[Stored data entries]
______________________________
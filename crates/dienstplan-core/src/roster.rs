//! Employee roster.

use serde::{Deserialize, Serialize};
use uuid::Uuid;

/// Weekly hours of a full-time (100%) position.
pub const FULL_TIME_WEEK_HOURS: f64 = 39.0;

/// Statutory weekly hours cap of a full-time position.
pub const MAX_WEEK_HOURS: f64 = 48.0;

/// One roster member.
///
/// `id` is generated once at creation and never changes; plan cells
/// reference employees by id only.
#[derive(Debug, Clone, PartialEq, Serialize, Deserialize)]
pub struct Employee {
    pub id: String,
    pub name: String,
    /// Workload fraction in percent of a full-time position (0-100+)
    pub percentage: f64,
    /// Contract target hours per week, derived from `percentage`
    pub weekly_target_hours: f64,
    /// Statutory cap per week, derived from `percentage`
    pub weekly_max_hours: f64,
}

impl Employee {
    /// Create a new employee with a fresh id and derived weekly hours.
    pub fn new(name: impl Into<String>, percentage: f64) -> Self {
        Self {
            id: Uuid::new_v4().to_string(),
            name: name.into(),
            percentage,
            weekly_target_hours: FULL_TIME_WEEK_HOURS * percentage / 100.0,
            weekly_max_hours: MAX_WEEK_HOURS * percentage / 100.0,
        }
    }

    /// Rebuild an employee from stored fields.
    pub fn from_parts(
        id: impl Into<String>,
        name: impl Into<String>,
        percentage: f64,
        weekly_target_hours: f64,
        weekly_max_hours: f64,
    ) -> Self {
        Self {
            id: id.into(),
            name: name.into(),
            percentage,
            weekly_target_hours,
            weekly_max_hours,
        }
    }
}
______________________________
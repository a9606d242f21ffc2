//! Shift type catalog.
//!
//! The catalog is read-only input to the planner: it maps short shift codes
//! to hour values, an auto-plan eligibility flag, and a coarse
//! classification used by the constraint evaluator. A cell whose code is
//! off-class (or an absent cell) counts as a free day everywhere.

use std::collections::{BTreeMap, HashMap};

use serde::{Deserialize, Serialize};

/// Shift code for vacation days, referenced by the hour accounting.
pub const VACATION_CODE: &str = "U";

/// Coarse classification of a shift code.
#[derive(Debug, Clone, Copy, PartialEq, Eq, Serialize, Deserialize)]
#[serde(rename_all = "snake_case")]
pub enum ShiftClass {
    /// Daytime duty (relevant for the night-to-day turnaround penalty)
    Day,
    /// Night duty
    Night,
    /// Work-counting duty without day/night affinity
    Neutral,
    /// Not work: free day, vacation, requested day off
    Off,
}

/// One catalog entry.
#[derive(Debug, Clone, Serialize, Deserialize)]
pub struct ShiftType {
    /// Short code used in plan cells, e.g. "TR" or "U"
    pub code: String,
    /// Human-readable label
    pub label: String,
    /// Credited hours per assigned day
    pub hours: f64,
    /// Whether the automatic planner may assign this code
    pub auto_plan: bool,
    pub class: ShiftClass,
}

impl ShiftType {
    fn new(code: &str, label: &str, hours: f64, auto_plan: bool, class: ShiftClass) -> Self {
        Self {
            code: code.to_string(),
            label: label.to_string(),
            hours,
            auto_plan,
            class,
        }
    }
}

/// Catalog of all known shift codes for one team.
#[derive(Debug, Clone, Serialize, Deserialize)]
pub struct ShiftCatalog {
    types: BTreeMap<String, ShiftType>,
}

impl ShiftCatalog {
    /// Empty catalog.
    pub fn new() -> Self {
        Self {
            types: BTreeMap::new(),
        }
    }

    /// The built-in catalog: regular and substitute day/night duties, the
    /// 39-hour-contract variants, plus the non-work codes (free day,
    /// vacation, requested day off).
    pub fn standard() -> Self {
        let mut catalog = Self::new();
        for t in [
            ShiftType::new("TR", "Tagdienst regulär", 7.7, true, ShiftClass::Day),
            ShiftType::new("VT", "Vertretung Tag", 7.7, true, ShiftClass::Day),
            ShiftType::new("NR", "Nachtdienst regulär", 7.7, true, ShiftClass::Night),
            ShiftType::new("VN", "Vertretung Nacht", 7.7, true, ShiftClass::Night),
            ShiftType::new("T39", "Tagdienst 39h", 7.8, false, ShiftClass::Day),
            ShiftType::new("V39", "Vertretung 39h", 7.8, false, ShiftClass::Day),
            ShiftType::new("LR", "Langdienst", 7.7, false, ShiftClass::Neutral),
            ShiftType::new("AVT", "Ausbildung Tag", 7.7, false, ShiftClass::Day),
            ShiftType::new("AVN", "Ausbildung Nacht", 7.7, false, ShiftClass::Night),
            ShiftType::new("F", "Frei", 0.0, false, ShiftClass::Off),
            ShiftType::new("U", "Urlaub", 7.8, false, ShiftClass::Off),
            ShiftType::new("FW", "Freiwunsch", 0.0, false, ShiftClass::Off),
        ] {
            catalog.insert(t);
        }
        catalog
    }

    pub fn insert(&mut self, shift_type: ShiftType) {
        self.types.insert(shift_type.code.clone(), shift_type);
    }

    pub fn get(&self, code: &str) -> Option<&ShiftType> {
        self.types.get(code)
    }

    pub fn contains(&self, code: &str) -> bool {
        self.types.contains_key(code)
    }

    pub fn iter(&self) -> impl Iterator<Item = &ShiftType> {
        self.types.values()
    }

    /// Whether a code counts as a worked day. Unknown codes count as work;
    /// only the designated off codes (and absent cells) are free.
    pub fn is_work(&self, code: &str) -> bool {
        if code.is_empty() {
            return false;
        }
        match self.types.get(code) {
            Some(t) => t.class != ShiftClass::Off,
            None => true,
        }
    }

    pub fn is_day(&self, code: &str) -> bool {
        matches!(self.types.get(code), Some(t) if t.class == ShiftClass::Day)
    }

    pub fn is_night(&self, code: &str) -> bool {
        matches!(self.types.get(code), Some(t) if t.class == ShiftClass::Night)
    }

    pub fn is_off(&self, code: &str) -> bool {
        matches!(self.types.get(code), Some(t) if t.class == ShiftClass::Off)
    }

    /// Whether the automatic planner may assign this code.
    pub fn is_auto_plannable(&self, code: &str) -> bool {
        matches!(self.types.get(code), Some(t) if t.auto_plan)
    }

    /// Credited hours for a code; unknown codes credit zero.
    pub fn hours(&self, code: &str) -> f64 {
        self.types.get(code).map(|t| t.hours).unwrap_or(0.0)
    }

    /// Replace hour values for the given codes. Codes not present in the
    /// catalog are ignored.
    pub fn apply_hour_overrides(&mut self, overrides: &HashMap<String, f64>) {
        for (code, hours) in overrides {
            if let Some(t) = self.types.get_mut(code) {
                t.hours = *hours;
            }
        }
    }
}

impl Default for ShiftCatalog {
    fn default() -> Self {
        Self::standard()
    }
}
______________________________
◆ What to produce:
Each line of the records that contains the string "position" must be copied.

◆ Output for this task:
/// Weekly hours of a full-time (100%) position.
/// Statutory weekly hours cap of a full-time position.
    /// Workload fraction in percent of a full-time position (0-100+)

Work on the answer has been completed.